### Exercise
Locate all lines in the data below that hold "filename" and show them.

Collection entries:

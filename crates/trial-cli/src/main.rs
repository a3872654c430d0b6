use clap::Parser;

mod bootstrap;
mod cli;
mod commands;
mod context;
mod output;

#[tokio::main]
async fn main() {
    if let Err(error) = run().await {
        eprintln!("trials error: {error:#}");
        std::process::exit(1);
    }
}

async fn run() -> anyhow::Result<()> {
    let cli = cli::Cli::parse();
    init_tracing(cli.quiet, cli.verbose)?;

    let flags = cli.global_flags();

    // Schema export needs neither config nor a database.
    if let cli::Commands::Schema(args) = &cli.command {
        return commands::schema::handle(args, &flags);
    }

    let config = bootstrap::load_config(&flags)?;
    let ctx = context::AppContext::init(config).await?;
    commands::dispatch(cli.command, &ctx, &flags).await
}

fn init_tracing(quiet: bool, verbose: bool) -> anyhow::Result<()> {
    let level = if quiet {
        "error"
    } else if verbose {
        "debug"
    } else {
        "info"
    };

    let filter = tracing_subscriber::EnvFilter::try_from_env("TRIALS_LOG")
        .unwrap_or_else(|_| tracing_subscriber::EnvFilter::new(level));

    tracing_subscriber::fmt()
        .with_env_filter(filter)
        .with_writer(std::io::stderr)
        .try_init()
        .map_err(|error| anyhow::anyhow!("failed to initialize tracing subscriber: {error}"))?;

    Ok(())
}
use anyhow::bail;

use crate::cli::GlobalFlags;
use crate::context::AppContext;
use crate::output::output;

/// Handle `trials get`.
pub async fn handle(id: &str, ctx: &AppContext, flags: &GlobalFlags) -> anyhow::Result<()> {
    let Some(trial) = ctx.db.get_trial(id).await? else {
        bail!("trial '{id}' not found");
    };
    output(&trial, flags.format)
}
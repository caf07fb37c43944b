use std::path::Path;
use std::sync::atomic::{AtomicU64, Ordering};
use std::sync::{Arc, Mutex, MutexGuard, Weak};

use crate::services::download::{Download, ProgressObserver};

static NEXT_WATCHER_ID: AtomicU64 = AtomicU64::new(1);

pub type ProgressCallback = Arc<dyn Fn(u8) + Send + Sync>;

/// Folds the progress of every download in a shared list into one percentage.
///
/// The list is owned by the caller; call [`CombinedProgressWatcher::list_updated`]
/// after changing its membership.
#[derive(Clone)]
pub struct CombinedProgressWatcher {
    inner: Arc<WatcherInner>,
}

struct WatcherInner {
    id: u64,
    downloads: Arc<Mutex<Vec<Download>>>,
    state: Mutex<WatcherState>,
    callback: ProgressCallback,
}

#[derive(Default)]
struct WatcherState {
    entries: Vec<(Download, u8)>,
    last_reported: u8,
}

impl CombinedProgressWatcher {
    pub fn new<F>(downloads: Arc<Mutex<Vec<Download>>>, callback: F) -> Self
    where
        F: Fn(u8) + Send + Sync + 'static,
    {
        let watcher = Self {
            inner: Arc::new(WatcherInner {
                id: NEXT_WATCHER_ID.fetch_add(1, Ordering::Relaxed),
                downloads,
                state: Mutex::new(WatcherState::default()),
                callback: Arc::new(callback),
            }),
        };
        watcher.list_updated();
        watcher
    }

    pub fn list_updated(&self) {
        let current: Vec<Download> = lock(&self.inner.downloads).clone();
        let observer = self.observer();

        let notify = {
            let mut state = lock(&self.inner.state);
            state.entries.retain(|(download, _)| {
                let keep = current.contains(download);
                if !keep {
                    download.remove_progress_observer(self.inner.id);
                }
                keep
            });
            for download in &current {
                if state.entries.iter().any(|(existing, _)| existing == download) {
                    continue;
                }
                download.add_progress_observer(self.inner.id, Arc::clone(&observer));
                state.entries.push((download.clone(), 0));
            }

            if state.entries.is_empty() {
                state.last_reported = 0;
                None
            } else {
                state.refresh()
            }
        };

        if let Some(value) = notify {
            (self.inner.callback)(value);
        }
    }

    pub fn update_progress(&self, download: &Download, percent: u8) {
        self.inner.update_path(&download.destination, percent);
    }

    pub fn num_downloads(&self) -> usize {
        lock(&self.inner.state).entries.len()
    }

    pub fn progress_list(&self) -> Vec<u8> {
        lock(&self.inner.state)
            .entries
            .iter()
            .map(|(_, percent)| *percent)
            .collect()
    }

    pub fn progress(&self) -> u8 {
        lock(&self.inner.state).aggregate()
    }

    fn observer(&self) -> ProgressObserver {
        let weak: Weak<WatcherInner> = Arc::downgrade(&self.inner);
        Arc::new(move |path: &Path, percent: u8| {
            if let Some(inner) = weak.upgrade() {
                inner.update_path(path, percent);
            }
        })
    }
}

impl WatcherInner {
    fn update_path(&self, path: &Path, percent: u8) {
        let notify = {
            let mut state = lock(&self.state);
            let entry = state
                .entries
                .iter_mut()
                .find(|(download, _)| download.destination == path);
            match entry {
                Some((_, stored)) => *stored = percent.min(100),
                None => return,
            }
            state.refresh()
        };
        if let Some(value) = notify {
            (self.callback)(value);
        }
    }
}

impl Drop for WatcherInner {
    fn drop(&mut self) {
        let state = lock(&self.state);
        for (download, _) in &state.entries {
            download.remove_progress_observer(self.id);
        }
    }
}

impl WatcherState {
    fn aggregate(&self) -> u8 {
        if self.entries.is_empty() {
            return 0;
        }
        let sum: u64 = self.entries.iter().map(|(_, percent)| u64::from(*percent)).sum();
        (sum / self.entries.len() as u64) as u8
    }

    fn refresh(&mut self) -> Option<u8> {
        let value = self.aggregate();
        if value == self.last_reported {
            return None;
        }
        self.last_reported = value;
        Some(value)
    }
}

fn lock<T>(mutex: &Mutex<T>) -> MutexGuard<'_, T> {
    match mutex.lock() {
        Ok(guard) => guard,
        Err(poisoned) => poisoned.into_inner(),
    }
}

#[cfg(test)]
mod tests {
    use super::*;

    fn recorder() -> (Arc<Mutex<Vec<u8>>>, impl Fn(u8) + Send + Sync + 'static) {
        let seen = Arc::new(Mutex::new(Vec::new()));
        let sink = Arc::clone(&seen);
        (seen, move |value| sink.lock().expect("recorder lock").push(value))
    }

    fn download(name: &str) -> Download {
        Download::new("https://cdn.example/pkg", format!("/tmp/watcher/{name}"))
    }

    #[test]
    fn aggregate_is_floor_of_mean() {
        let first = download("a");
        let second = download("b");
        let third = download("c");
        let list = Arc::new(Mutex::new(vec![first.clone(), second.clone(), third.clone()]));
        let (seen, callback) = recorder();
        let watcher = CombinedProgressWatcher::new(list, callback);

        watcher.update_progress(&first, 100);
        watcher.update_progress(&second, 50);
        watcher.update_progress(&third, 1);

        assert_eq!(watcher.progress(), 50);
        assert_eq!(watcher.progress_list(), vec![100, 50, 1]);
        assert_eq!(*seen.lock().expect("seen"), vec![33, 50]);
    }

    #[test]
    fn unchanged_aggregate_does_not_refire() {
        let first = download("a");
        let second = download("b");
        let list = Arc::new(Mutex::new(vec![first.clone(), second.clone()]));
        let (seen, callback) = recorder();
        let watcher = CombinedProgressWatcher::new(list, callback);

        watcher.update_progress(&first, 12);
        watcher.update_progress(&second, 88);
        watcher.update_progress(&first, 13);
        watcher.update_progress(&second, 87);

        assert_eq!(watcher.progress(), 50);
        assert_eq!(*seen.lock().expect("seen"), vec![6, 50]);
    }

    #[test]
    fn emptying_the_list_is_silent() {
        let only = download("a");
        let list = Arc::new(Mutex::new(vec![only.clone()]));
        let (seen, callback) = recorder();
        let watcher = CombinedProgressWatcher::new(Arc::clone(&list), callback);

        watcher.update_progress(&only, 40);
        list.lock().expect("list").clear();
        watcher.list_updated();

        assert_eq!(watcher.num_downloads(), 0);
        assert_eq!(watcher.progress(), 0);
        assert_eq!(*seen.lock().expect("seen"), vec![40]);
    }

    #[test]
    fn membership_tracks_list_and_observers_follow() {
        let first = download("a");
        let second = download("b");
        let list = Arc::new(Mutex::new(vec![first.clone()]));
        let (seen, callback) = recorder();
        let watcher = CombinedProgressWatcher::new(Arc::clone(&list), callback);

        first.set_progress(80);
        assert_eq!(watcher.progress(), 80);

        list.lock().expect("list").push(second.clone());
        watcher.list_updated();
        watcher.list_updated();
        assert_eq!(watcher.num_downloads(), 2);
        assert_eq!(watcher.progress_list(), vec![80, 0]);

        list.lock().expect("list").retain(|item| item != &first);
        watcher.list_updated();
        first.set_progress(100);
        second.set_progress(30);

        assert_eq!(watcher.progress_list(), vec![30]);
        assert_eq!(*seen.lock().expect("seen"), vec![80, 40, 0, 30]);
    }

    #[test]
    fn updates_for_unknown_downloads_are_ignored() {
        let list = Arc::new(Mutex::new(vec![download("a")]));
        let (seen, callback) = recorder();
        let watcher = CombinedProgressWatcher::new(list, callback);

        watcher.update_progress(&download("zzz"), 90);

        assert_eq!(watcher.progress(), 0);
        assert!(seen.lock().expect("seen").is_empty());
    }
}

---

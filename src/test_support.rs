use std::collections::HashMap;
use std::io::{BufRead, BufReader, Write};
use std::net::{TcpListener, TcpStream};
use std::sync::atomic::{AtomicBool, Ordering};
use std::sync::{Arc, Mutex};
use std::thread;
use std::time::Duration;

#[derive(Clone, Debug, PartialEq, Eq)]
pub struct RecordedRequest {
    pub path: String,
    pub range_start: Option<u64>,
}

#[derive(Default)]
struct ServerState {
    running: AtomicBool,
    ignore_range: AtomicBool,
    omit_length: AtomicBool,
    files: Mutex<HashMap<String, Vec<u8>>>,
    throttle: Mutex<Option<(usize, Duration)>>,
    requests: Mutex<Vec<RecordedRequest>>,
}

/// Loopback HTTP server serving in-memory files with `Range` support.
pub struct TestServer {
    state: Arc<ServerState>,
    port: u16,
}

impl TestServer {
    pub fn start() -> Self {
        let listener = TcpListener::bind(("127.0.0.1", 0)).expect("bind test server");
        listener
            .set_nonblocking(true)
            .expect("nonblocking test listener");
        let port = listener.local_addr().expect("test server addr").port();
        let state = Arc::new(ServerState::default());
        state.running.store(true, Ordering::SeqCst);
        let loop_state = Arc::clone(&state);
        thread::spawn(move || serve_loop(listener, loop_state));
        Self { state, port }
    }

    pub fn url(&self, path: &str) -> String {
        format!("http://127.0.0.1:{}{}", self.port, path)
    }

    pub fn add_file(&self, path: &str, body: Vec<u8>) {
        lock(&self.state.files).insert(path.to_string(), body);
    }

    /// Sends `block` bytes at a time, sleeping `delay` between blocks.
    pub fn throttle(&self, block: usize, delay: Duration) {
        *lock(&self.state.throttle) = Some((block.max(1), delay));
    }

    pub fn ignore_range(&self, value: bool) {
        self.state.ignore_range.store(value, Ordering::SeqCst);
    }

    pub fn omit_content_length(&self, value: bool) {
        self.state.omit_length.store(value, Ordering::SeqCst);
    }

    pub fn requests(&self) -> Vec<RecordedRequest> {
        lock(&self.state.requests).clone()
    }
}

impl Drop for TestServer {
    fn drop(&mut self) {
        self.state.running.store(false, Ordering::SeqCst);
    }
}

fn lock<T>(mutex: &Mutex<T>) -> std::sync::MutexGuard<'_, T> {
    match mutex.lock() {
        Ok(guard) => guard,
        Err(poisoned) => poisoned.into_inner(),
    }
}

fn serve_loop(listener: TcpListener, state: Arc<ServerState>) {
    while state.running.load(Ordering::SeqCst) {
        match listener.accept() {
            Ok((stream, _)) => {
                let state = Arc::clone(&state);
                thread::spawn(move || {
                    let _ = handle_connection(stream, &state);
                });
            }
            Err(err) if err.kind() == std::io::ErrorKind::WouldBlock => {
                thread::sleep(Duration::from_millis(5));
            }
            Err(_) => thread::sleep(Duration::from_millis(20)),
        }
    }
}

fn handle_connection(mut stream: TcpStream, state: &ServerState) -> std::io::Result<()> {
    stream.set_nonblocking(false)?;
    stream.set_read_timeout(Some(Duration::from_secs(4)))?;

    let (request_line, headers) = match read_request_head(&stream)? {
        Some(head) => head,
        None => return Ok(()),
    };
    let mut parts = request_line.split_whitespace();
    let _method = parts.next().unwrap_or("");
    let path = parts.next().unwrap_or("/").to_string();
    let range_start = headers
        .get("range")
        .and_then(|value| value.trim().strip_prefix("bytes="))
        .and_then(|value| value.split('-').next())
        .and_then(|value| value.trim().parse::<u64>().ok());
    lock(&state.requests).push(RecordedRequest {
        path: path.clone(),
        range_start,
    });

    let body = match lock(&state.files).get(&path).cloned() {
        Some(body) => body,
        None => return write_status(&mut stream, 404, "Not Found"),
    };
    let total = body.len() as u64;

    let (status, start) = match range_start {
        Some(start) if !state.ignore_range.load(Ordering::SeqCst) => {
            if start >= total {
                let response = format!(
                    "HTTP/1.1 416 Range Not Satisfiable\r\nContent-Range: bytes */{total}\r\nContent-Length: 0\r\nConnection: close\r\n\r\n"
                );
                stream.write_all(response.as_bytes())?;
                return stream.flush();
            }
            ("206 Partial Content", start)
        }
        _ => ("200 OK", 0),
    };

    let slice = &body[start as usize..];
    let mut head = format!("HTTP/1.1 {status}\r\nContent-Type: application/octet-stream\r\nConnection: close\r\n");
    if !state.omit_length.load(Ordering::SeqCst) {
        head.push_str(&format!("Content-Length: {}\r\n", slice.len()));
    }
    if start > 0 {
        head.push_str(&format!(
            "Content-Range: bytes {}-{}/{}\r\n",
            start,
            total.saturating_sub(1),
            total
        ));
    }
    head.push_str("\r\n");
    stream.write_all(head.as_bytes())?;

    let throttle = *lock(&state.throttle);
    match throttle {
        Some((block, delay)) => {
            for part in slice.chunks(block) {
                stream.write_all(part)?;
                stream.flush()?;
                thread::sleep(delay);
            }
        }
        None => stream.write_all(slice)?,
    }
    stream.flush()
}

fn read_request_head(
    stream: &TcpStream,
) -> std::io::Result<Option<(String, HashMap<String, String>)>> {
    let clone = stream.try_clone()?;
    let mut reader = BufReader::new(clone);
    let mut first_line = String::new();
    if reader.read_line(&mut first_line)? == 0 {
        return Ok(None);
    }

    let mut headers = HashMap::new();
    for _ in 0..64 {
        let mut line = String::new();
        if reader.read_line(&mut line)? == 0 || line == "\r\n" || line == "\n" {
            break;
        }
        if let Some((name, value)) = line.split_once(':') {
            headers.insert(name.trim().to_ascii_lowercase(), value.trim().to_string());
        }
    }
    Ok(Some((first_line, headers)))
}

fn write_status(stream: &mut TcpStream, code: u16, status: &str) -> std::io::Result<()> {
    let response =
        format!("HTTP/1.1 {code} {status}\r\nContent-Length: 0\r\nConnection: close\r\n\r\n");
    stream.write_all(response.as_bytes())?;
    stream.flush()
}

### Expected answer
filename crates/trial-cli/src/main.rs
filename src/test_support.rs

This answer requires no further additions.